The neoplastic vasculature network is typically defective and leaky, which enhances the permeability and retention of nanoparticles in the TME [113][114]. Nanomedicine has been validated to enhance the efficacy of chemotherapies [115] and radiotherapy [116], but the safety and delivery of this approach have always been a major concern since nanoparticles preferentially deposit in the reticuloendothelial tissues of the kidneys, liver, and spleen [117][118]. Despite these issues, various anti-cancer nanoparticle therapies can produce superior efficacy versus non-nanoparticle formulation.
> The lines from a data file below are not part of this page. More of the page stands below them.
use issuetrail_core::tracker::NewIssue;
use serde_json::json;

/// Body for `POST /repos/{owner}/{repo}/issues`
pub fn create_issue_body(issue: &NewIssue) -> serde_json::Value {
    json!({
        "title": issue.title,
        "body": issue.body,
        "labels": issue.labels
    })
}

/// Body for `POST /repos/{owner}/{repo}/issues/{number}/comments`
pub fn comment_body(text: &str) -> serde_json::Value {
    json!({
        "body": text
    })
}

#[cfg(test)]
mod tests {
    use super::*;

    #[test]
    fn test_create_issue_body_shape() {
        let issue = NewIssue {
            title: "[500] boom".into(),
            body: "details".into(),
            labels: vec!["bug".into()],
        };
        assert_eq!(
            create_issue_body(&issue),
            json!({"title": "[500] boom", "body": "details", "labels": ["bug"]})
        );
    }

    #[test]
    fn test_empty_labels_still_sent() {
        let issue = NewIssue {
            title: "t".into(),
            body: "b".into(),
            labels: vec![],
        };
        assert_eq!(create_issue_body(&issue)["labels"], json!([]));
    }

    #[test]
    fn test_comment_body_has_no_labels() {
        let body = comment_body("seen again");
        assert_eq!(body, json!({"body": "seen again"}));
    }
}
mod http;
mod intake;
mod metrics;
mod queue;
mod settings;
mod state;
mod valkey;
mod worker;

use anyhow::Context;
use clap::{Parser, Subcommand};
use http::router;
use intake::IntakeFilter;
use issuetrail_core::lifecycle::LifecycleManager;
use issuetrail_core::store::{MemoryStore, OccurrenceStore};
use issuetrail_core::tracker::TrackerClient;
use issuetrail_core::types::CapturedError;
use issuetrail_github::client::GithubClient;
use metrics::init_metrics;
use queue::ReportQueue;
use settings::{ReporterArgs, ServiceArgs, StoreKind};
use state::{AppState, ReportStats};
use std::io::Read;
use std::path::PathBuf;
use std::sync::Arc;
use std::time::Duration;
use tokio::task::JoinHandle;
use tokio_util::sync::CancellationToken;
use tracing::{info, warn};
use tracing_subscriber::EnvFilter;
use valkey::ValkeyStore;
use worker::{FingerprintLocks, Reporter, RetryPolicy, WorkerPool};

#[derive(Parser)]
#[command(name = "issuetrail")]
#[command(about = "Deduplicates runtime errors into GitHub issues, one issue per error per tracking window")]
struct Cli {
    /// Emit logs as JSON lines
    #[arg(long, global = true, env = "ISSUETRAIL_LOG_JSON")]
    log_json: bool,
    #[command(subcommand)]
    command: Commands,
}

#[derive(Subcommand)]
enum Commands {
    /// Run the intake hook and report workers
    Run {
        #[command(flatten)]
        reporter: ReporterArgs,
        #[command(flatten)]
        service: ServiceArgs,
    },
    /// Report a single captured error and print the outcome
    Report {
        #[command(flatten)]
        reporter: ReporterArgs,
        /// JSON file holding the captured error ("-" for stdin)
        #[arg(long)]
        input: PathBuf,
    },
}

#[tokio::main]
async fn main() -> anyhow::Result<()> {
    let cli = Cli::parse();
    init_tracing(cli.log_json);

    match cli.command {
        Commands::Run { reporter, service } => run_service(reporter, service).await,
        Commands::Report { reporter, input } => report_once(reporter, input).await,
    }
}

fn init_tracing(json: bool) {
    let filter = EnvFilter::try_from_default_env().unwrap_or_else(|_| EnvFilter::new("info"));
    let builder = tracing_subscriber::fmt().with_env_filter(filter);
    if json {
        builder.json().init();
    } else {
        builder.init();
    }
}

/// Occurrence store chosen on the command line, plus the sweeper task when the
/// store lives in this process.
async fn build_store(
    args: &ReporterArgs,
    sweep_interval: Duration,
) -> anyhow::Result<(Arc<dyn OccurrenceStore>, Option<JoinHandle<()>>)> {
    match args.store {
        StoreKind::Memory => {
            let store = MemoryStore::new();
            let sweeper = store.spawn_sweeper(sweep_interval);
            info!("Using in-memory occurrence store");
            Ok((Arc::new(store), Some(sweeper)))
        }
        StoreKind::Valkey => {
            let store = ValkeyStore::connect(
                args.valkey_url()?,
                &args.valkey_namespace,
                args.valkey_pool_size,
            )
            .await
            .context("Failed to connect to the Valkey occurrence store")?;
            Ok((Arc::new(store), None))
        }
    }
}

fn build_reporter(args: &ReporterArgs, store: Arc<dyn OccurrenceStore>) -> anyhow::Result<Reporter> {
    let github = args.github_config()?;
    info!(repository = %github.repository, "Reporting to GitHub");
    let tracker: Arc<dyn TrackerClient> =
        Arc::new(GithubClient::new(github).context("Failed to build GitHub client")?);
    Ok(LifecycleManager::new(
        store,
        tracker,
        Arc::new(args.reporter_config()?),
    ))
}

async fn run_service(reporter_args: ReporterArgs, service: ServiceArgs) -> anyhow::Result<()> {
    info!("Starting issuetrail");

    let handle = init_metrics()?;
    let filter = IntakeFilter::new(service.monitored_statuses()?, service.reporting_enabled());
    if !filter.is_enabled() {
        warn!(
            environment = %service.environment,
            "Reporting disabled outside production; captured errors will be skipped"
        );
    }

    let (store, sweeper) = build_store(&reporter_args, service.sweep_interval()).await?;
    let reporter = Arc::new(build_reporter(&reporter_args, store)?);

    let queue = Arc::new(ReportQueue::new(service.queue_size));
    let stats = Arc::new(ReportStats::default());
    let locks = if service.allow_concurrent_fingerprints {
        warn!("Per-fingerprint serialization disabled; concurrent duplicates may open extra issues");
        None
    } else {
        Some(Arc::new(FingerprintLocks::new()))
    };

    let pool = WorkerPool {
        queue: queue.clone(),
        reporter,
        locks,
        retry: RetryPolicy {
            max_attempts: service.max_attempts.max(1),
            ..RetryPolicy::default()
        },
        stats: stats.clone(),
    };
    let cancel = CancellationToken::new();
    let workers = pool.spawn(service.workers, &cancel);
    info!(workers = workers.len(), queue_size = queue.capacity(), "Report workers started");

    let state = AppState::new(queue, filter, stats, workers.len()).with_metrics(handle);
    let app = router(state);

    let listener = tokio::net::TcpListener::bind(&service.http)
        .await
        .with_context(|| format!("Failed to bind {}", service.http))?;
    info!("HTTP intake listening on http://{}", service.http);

    tokio::select! {
        result = axum::serve(listener, app) => {
            result.context("HTTP server failed")?;
        }
        _ = tokio::signal::ctrl_c() => {
            info!("Shutdown requested");
        }
    }

    cancel.cancel();
    for worker in workers {
        if let Err(e) = worker.await {
            warn!("Report worker ended abnormally: {}", e);
        }
    }
    if let Some(sweeper) = sweeper {
        sweeper.abort();
    }

    info!("issuetrail stopped");
    Ok(())
}

async fn report_once(reporter_args: ReporterArgs, input: PathBuf) -> anyhow::Result<()> {
    let raw = if input.as_os_str() == "-" {
        let mut buf = String::new();
        std::io::stdin()
            .read_to_string(&mut buf)
            .context("Failed to read captured error from stdin")?;
        buf
    } else {
        std::fs::read_to_string(&input)
            .with_context(|| format!("Failed to read {}", input.display()))?
    };
    let error: CapturedError = serde_json::from_str(&raw).context("Invalid captured error JSON")?;

    let (store, _) = build_store(&reporter_args, Duration::from_secs(60)).await?;
    if reporter_args.store == StoreKind::Memory {
        warn!("One-shot report with the in-memory store always opens a new issue");
    }
    let reporter = build_reporter(&reporter_args, store)?;

    let outcome = reporter.report(&error).await?;
    println!("{}", serde_json::to_string_pretty(&outcome)?);
    Ok(())
}
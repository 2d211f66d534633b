//! In-memory mailer for development and tests.

use std::sync::Mutex;

use super::{MailError, Mailer, OutboundMail};

/// Captures mail instead of delivering it.
#[derive(Debug, Default)]
pub struct MemoryMailer {
    outbox: Mutex<Vec<OutboundMail>>,
    fail: bool,
}

impl MemoryMailer {
    pub fn new() -> Self {
        Self::default()
    }

    /// A mailer whose every send fails, for exercising upstream errors.
    pub fn failing() -> Self {
        Self {
            outbox: Mutex::new(Vec::new()),
            fail: true,
        }
    }

    /// Mail captured so far, oldest first.
    pub fn sent(&self) -> Vec<OutboundMail> {
        self.outbox
            .lock()
            .map(|outbox| outbox.clone())
            .unwrap_or_default()
    }
}

#[async_trait::async_trait]
impl Mailer for MemoryMailer {
    async fn send(&self, mail: OutboundMail) -> Result<(), MailError> {
        if self.fail {
            return Err(MailError::Transport("memory mailer configured to fail".to_string()));
        }

        tracing::info!(to = %mail.to, subject = %mail.subject, "Captured outbound mail");
        self.outbox
            .lock()
            .map_err(|_| MailError::Transport("outbox lock poisoned".to_string()))?
            .push(mail);
        Ok(())
    }

    fn provider(&self) -> &'static str {
        "memory"
    }
}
For example, paclitaxel (PTX) or doxorubicin when administered as nanoparticles potentiate improved cytotoxicity against GBM compared to their parental compounds [119]. Several clinical trials are evaluating the therapeutic properties of different nanomedicine formulations such as nanoliposome (NCT00734682, NCT00944801, NCT01906385), Spherical Nucleic Acid (SNA) gold nanoparticles (NCT03020017), and nanocells (NCT02766699). To further advance this field in GBM and improve safety, an improved understanding of the long-term stability, biodistribution, and clearance mechanisms of nanoparticles is required.